You’re utilizing Generative Design to solve a puzzle (only one solution) and so it’s giving you only one solution. Feed it a problem (many possible solutions) and it should give you many outcomes. Feed it a wicked problem and you’ll find even more value in exploration and in running multiple studies.
The Interactive Design Foundation has a decent primer of wicked problems here: What Are Wicked Problems. But to put my spin on each of these:
- Puzzle: Something with only one way to put it together.
- Simple Example: sudoku; there is only solution for any given set of outcomes.
- Design Example 1: Placement of the fire control center (the jurisdiction I practiced the most in these HAD to be off the lobby and directly connected to the exterior).
- Design Example 2: Sculpting exterior panels to reduce solar heat gain.
- Problem: Something with many possible solutions, the ‘best’ of which is often subjective.
- Simple Example: the tanogram where there are (basically) limitless ways you can configure them, each no better or worse than the last as there is no ‘one shape’ you’re after.
- Design Example: Sizing of a structural beam; Many shapes will be sufficient, but one might be better than the others due to the profiles/depths already used on the job.

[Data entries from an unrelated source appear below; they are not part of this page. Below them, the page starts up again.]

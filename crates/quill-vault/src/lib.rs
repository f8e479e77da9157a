//! Document vault storage abstraction.
//!
//! The gateway addresses every document by canonical path (normalized,
//! scheme-stripped, slash-trimmed). [`Vault`] is the storage contract those
//! paths resolve against; backends provide their own write serialization,
//! the gateway never locks.

#![deny(unsafe_code)]
#![deny(missing_docs)]
#![deny(clippy::unwrap_used)]
#![cfg_attr(test, allow(clippy::unwrap_used))]

/// Vault error types.
pub mod error;
/// Host-filesystem backend.
pub mod host;
/// In-memory backend.
pub mod memory;

pub use error::{VaultError, VaultResult};
pub use host::HostVault;
pub use memory::MemoryVault;

use async_trait::async_trait;

/// Storage contract for a hierarchical store of text documents.
///
/// Paths are canonical relative paths (`a/b/c.md`). Backends serialize
/// concurrent writes to the same path; callers see either value, never an
/// interleaving.
#[async_trait]
pub trait Vault: Send + Sync {
    /// Whether a document exists at `path`.
    async fn exists(&self, path: &str) -> VaultResult<bool>;

    /// Read the document at `path`.
    async fn read(&self, path: &str) -> VaultResult<String>;

    /// Write (create or overwrite) the document at `path`.
    async fn write(&self, path: &str, content: &str) -> VaultResult<()>;

    /// Create the document at `path`, failing if it already exists.
    async fn create(&self, path: &str, content: &str) -> VaultResult<()>;

    /// Remove the document at `path`.
    async fn remove(&self, path: &str) -> VaultResult<()>;

    /// All document paths in the vault, lexicographically sorted.
    async fn list_all_paths(&self) -> VaultResult<Vec<String>>;

    /// Ensure the directory at `path` exists.
    async fn create_dir(&self, path: &str) -> VaultResult<()>;
}
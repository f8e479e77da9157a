//! Vault error types.

use thiserror::Error;

/// Errors raised by vault backends.
#[derive(Debug, Error)]
pub enum VaultError {
    /// No document at the given path.
    #[error("not found: {path}")]
    NotFound {
        /// The missing path.
        path: String,
    },

    /// `create` hit an already-existing document.
    #[error("already exists: {path}")]
    AlreadyExists {
        /// The occupied path.
        path: String,
    },

    /// A path escaped the backend's root.
    #[error("path outside vault root: {path}")]
    OutsideRoot {
        /// The offending path.
        path: String,
    },

    /// Underlying I/O failure.
    #[error("vault i/o error: {0}")]
    Io(#[from] std::io::Error),
}

/// Result type for vault operations.
pub type VaultResult<T> = Result<T, VaultError>;
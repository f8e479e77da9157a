//! Host-filesystem vault backend.
//!
//! Roots every canonical path beneath a base directory. Resolution is
//! purely lexical: `..` and absolute inputs are rejected before any
//! filesystem call, so a hostile path can never escape the root.

use std::path::{Component, Path, PathBuf};

use async_trait::async_trait;
use tracing::debug;

use crate::error::{VaultError, VaultResult};
use crate::Vault;

/// Vault backed by a directory on the host filesystem.
#[derive(Debug, Clone)]
pub struct HostVault {
    root: PathBuf,
}

impl HostVault {
    /// Create a vault rooted at `root`. The directory must already exist.
    #[must_use]
    pub fn new(root: impl Into<PathBuf>) -> Self {
        Self { root: root.into() }
    }

    /// Lexically resolve a canonical path beneath the root.
    ///
    /// # Errors
    ///
    /// Returns [`VaultError::OutsideRoot`] for absolute paths or any `..`
    /// component.
    fn resolve(&self, path: &str) -> VaultResult<PathBuf> {
        let req = Path::new(path);
        if req.is_absolute() {
            return Err(VaultError::OutsideRoot {
                path: path.to_string(),
            });
        }
        let mut resolved = self.root.clone();
        for component in req.components() {
            match component {
                Component::Normal(p) => resolved.push(p),
                Component::CurDir => {}
                _ => {
                    return Err(VaultError::OutsideRoot {
                        path: path.to_string(),
                    });
                }
            }
        }
        Ok(resolved)
    }
}

#[async_trait]
impl Vault for HostVault {
    async fn exists(&self, path: &str) -> VaultResult<bool> {
        let full = self.resolve(path)?;
        Ok(tokio::fs::try_exists(&full).await?)
    }

    async fn read(&self, path: &str) -> VaultResult<String> {
        let full = self.resolve(path)?;
        match tokio::fs::read_to_string(&full).await {
            Ok(content) => Ok(content),
            Err(e) if e.kind() == std::io::ErrorKind::NotFound => Err(VaultError::NotFound {
                path: path.to_string(),
            }),
            Err(e) => Err(e.into()),
        }
    }

    async fn write(&self, path: &str, content: &str) -> VaultResult<()> {
        let full = self.resolve(path)?;
        if let Some(parent) = full.parent() {
            tokio::fs::create_dir_all(parent).await?;
        }
        tokio::fs::write(&full, content).await?;
        debug!(path, bytes = content.len(), "wrote document");
        Ok(())
    }

    async fn create(&self, path: &str, content: &str) -> VaultResult<()> {
        if self.exists(path).await? {
            return Err(VaultError::AlreadyExists {
                path: path.to_string(),
            });
        }
        self.write(path, content).await
    }

    async fn remove(&self, path: &str) -> VaultResult<()> {
        let full = self.resolve(path)?;
        match tokio::fs::remove_file(&full).await {
            Ok(()) => Ok(()),
            Err(e) if e.kind() == std::io::ErrorKind::NotFound => Err(VaultError::NotFound {
                path: path.to_string(),
            }),
            Err(e) => Err(e.into()),
        }
    }

    async fn list_all_paths(&self) -> VaultResult<Vec<String>> {
        let mut paths = Vec::new();
        let mut pending = vec![self.root.clone()];
        while let Some(dir) = pending.pop() {
            let mut entries = tokio::fs::read_dir(&dir).await?;
            while let Some(entry) = entries.next_entry().await? {
                let full = entry.path();
                if entry.file_type().await?.is_dir() {
                    pending.push(full);
                } else if let Ok(rel) = full.strip_prefix(&self.root) {
                    // Canonical paths always use forward slashes.
                    let rel = rel
                        .components()
                        .filter_map(|c| c.as_os_str().to_str())
                        .collect::<Vec<_>>()
                        .join("/");
                    paths.push(rel);
                }
            }
        }
        paths.sort();
        Ok(paths)
    }

    async fn create_dir(&self, path: &str) -> VaultResult<()> {
        let full = self.resolve(path)?;
        tokio::fs::create_dir_all(&full).await?;
        Ok(())
    }
}

#[cfg(test)]
mod tests {
    use super::*;

    fn temp_vault() -> (tempfile::TempDir, HostVault) {
        let dir = tempfile::tempdir().unwrap();
        let vault = HostVault::new(dir.path());
        (dir, vault)
    }

    #[tokio::test]
    async fn test_write_read_roundtrip() {
        let (_dir, vault) = temp_vault();
        vault.write("notes/a.md", "content").await.unwrap();
        assert_eq!(vault.read("notes/a.md").await.unwrap(), "content");
    }

    #[tokio::test]
    async fn test_traversal_rejected() {
        let (_dir, vault) = temp_vault();
        let err = vault.read("../etc/passwd").await.unwrap_err();
        assert!(matches!(err, VaultError::OutsideRoot { .. }));
        let err = vault.read("/etc/passwd").await.unwrap_err();
        assert!(matches!(err, VaultError::OutsideRoot { .. }));
    }

    #[tokio::test]
    async fn test_list_all_paths_recursive_sorted() {
        let (_dir, vault) = temp_vault();
        vault.write("b.md", "").await.unwrap();
        vault.write("a/x.md", "").await.unwrap();
        vault.write("a/y.md", "").await.unwrap();
        let paths = vault.list_all_paths().await.unwrap();
        assert_eq!(paths, vec!["a/x.md", "a/y.md", "b.md"]);
    }

    #[tokio::test]
    async fn test_create_fails_on_existing() {
        let (_dir, vault) = temp_vault();
        vault.create("a.md", "one").await.unwrap();
        let err = vault.create("a.md", "two").await.unwrap_err();
        assert!(matches!(err, VaultError::AlreadyExists { .. }));
    }
}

- Wicked Problem: A problem with no end or solution, where there are no constants, and you will be wrong at some point.
- Simple Example: Trying to solve a sudoku board where the starting values change every 5 seconds.
- Design Example: Design of a building, as the occupant needs aren’t static, and someone will be unhappy with the result.
I can’t open Dynamo right now as I’m on the other laptop, so I may have some incorrect assumptions here. However from what I can see you’ve presented the tool with a problem, and it’s given you the solution. "Find the shape which tessellates the surface in the way with the least amount of wasted panels while providing for variation between shapes.
Ask instead for it evaluate the panel shape which has the least amount of wasted material AND the most consistent panel shape.
- Wasted material would result in something like what you’ve presented above.
- Consistent panel shape would result in squares.
What is the mix of those two? Well there likely isn’t one solution for that.
Adding additional outcomes (fit to catalog size; minimum and maximum dimensions, structural capacity (acute angles are more apt to snap off in shipping/handling/installation) and suddenly you’ve got a situation where there isn’t a solution which makes everything happy. Now you get to work at weighting those evaluations either manually (make decisions primarily on the X axis, but account for the Y and the color and the size while having filtered out results which didn’t achieve another axis), or computationally by weighting your outcomes (multiply/divide values based on conditions being met or not).
Note that just because something is a puzzle and not a problem or wicked problem doesn’t mean that the use of a generative design process (in any platform) isn’t valid. Both of the ‘classic’ examples which @GavinCrump provided are technically puzzles - there is one orientation and location for a building which has the best environmental performance; there is one shape of panel which reduces solar heat gain the most. But the generative process (an in some cases only surfacing one solution thereof) is ideal there as manually exploring the design space would take a lifetime to execute. After all there are 360 possible rotations of the building (assuming you cap at 1 degree), and (assuming a 1% step in the U and V direction) 100 possible X values and Y values, resulting in 3,600,000 possible ways to place the building on site. That’s several days worth of studying and cataloging input > outcome relationships, vs a half day to write a tool which you can run while you work on another design problem.